Door de reguliere vakken te compacten, is er tijd over voor verrijking. Deze verrijking is bv. te vinden in
de vakken Leren leren, portfoliotijd, Engels, Spaans en schaken.
- Sociaal emotioneel
De leerkrachten zijn sterk in het bieden van een hele duidelijke structuur en voorspelbaarheid.
Kinderen voelen zich veilig! De leerkrachten hebben vaardigheden ontwikkeld om goede
kindgesprekken te houden, tot de kern van het kind te komen.

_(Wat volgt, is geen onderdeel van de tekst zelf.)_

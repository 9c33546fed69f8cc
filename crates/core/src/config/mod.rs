//! Application configuration with layered loading.
//!
//! This module provides configuration management using figment for layered
//! configuration loading from multiple sources:
//!
//! 1. Environment variables (KEEPSAKE_*)
//! 2. TOML config file (if KEEPSAKE_CONFIG_FILE set)
//! 3. Built-in defaults
//!
//! Everything the cache engine used to keep as module-level constants (cache
//! names, version tag, critical asset list, budgets) lives here and is handed
//! to the engine at startup.

use std::path::PathBuf;
use std::time::Duration;

use figment::{
    Figment,
    providers::{Env, Format, Serialized, Toml},
};
use serde::{Deserialize, Serialize};

use crate::cache::PartitionKind;
use crate::strategy::StrategyTable;

mod validation;

pub use validation::ConfigError;

/// Application configuration with layered loading.
///
/// Loading precedence (highest wins):
/// 1. Environment variables (KEEPSAKE_*)
/// 2. TOML config file (if KEEPSAKE_CONFIG_FILE set)
/// 3. Built-in defaults
#[derive(Debug, Clone, Serialize, Deserialize)]
pub struct AppConfig {
    /// Path to SQLite cache database.
    ///
    /// Set via KEEPSAKE_DB_PATH environment variable.
    #[serde(default = "default_db_path")]
    pub db_path: PathBuf,

    /// Origin of the site the engine serves (scheme, host, port).
    ///
    /// Relative URLs resolve against it and only same-origin requests are
    /// cached unless their host is in `cross_origin_hosts`.
    #[serde(default = "default_origin")]
    pub origin: String,

    /// Build version tag embedded in every partition name.
    ///
    /// Set via KEEPSAKE_VERSION environment variable.
    #[serde(default = "default_version")]
    pub version: String,

    /// Optional namespace prepended to partition names.
    ///
    /// Activation only deletes stale partitions inside this namespace, so
    /// several apps can share one store.
    #[serde(default)]
    pub partition_prefix: String,

    /// URLs fetched and stored during install.
    #[serde(default = "default_critical_assets")]
    pub critical_assets: Vec<String>,

    /// Cached page served to offline navigations before the synthesized one.
    #[serde(default = "default_offline_page")]
    pub offline_page: Option<String>,

    /// Cross-origin hosts (fonts, CDNs) that are served cache-first.
    #[serde(default = "default_cross_origin_hosts")]
    pub cross_origin_hosts: Vec<String>,

    /// Byte ceiling of the image partition.
    #[serde(default = "default_image_budget_bytes")]
    pub image_budget_bytes: u64,

    /// Byte ceiling of the font partition.
    #[serde(default = "default_font_budget_bytes")]
    pub font_budget_bytes: u64,

    /// Total byte quota of the store; unlimited when unset.
    #[serde(default)]
    pub quota_bytes: Option<u64>,

    /// Share of a partition's keys removed by one eviction pass.
    #[serde(default = "default_trim_ratio")]
    pub trim_ratio: f64,

    /// Maximum concurrent fetches while pre-warming.
    #[serde(default = "default_precache_concurrency")]
    pub precache_concurrency: usize,

    /// Activate right after install instead of waiting for SKIP_WAITING.
    #[serde(default = "default_true")]
    pub skip_waiting: bool,

    /// User-Agent string for HTTP requests.
    ///
    /// Set via KEEPSAKE_USER_AGENT environment variable.
    #[serde(default = "default_user_agent")]
    pub user_agent: String,

    /// HTTP request timeout in milliseconds.
    #[serde(default = "default_timeout_ms")]
    pub timeout_ms: u64,

    /// Maximum bytes to fetch per request.
    #[serde(default = "default_max_bytes")]
    pub max_bytes: usize,

    /// Resource class → strategy table.
    ///
    /// Override a single entry with e.g. KEEPSAKE_STRATEGIES__IMAGE=cache-first.
    #[serde(default)]
    pub strategies: StrategyTable,
}

fn default_db_path() -> PathBuf {
    PathBuf::from("./keepsake-cache.sqlite")
}

fn default_origin() -> String {
    "http://localhost:8080".into()
}

fn default_version() -> String {
    "v1".into()
}

fn default_critical_assets() -> Vec<String> {
    ["/", "/index.html", "/offline.html", "/css/styles.css", "/js/main.js", "/manifest.json"]
        .into_iter()
        .map(String::from)
        .collect()
}

fn default_offline_page() -> Option<String> {
    Some("/offline.html".into())
}

fn default_cross_origin_hosts() -> Vec<String> {
    ["fonts.googleapis.com", "fonts.gstatic.com", "cdnjs.cloudflare.com"]
        .into_iter()
        .map(String::from)
        .collect()
}

fn default_image_budget_bytes() -> u64 {
    50 * 1024 * 1024
}

fn default_font_budget_bytes() -> u64 {
    10 * 1024 * 1024
}

fn default_trim_ratio() -> f64 {
    0.2
}

fn default_precache_concurrency() -> usize {
    4
}

fn default_user_agent() -> String {
    "keepsake/0.1".into()
}

fn default_timeout_ms() -> u64 {
    20_000
}

fn default_max_bytes() -> usize {
    5_242_880 // 5MB
}

fn default_true() -> bool {
    true
}

impl Default for AppConfig {
    fn default() -> Self {
        Self {
            db_path: default_db_path(),
            origin: default_origin(),
            version: default_version(),
            partition_prefix: String::new(),
            critical_assets: default_critical_assets(),
            offline_page: default_offline_page(),
            cross_origin_hosts: default_cross_origin_hosts(),
            image_budget_bytes: default_image_budget_bytes(),
            font_budget_bytes: default_font_budget_bytes(),
            quota_bytes: None,
            trim_ratio: default_trim_ratio(),
            precache_concurrency: default_precache_concurrency(),
            skip_waiting: true,
            user_agent: default_user_agent(),
            timeout_ms: default_timeout_ms(),
            max_bytes: default_max_bytes(),
            strategies: StrategyTable::default(),
        }
    }
}

impl AppConfig {
    /// Timeout as Duration for use with reqwest/tokio.
    pub fn timeout(&self) -> Duration {
        Duration::from_millis(self.timeout_ms)
    }

    /// Parsed origin URL.
    ///
    /// # Errors
    ///
    /// Returns `ConfigError::Invalid` if `origin` is not an absolute URL.
    pub fn origin_url(&self) -> Result<url::Url, ConfigError> {
        url::Url::parse(&self.origin)
            .map_err(|e| ConfigError::Invalid { field: "origin".into(), reason: e.to_string() })
    }

    /// Byte budget of a partition kind, if it is size-bounded.
    pub fn budget_for(&self, kind: PartitionKind) -> Option<u64> {
        match kind {
            PartitionKind::Images => Some(self.image_budget_bytes),
            PartitionKind::Fonts => Some(self.font_budget_bytes),
            PartitionKind::Core | PartitionKind::Assets => None,
        }
    }

    /// Load configuration from all sources with layered precedence.
    ///
    /// Priority (highest wins):
    /// 1. Environment variables prefixed with `KEEPSAKE_`
    /// 2. TOML file from `KEEPSAKE_CONFIG_FILE` (if set)
    /// 3. Built-in defaults via `Default::default()`
    ///
    /// # Errors
    ///
    /// Returns `ConfigError` if:
    /// - Configuration file cannot be read
    /// - Environment variables cannot be parsed
    /// - Validation fails after loading
    pub fn load() -> Result<Self, ConfigError> {
        let mut figment = Figment::from(Serialized::defaults(Self::default()));

        if let Ok(config_path) = std::env::var("KEEPSAKE_CONFIG_FILE") {
            figment = figment.merge(Toml::file(&config_path));
        }

        figment = figment.merge(
            Env::prefixed("KEEPSAKE_")
                .map(|key| key.as_str().to_lowercase().into())
                .split("__"),
        );

        let config: Self = figment.extract().map_err(|e| ConfigError::LoadFailed(e.to_string()))?;

        config.validate()?;

        Ok(config)
    }
}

De schoolcultuur en de houding van de leerkrachten is kindgericht en ontwikkelingsgericht. Een kind
mag zijn wie hij is, er is een hoge mate van sociale acceptatie.
De praktijk leert dat hoogbegaafde kinderen met een vorm van autisme, adhd of add in een klas met
hoogbegaafden erkend wordt, ze zijn immers 'samen hoogbegaafd'. Kinderen die op hun oude school
om hun combinatie van hoogbegaafdheid en een gedragsprobleem buiten de boot vielen – en zelfs
gepest werden – voelen zich op bs. Extralent vaak wel thuis en worden geaccepteerd. Bovendien
kunnen klasgenoten ook rationeel omgaan met verschillen tussen hoogbegaafden, ze accepteren
afwijkend gedrag.
In de groepen gebruiken we de methode PAD (programma alternatieve denkstrategieën), om de
sociale vaardigheden van onze kinderen te vergroten. Iedere week staat PAD op het lesrooster.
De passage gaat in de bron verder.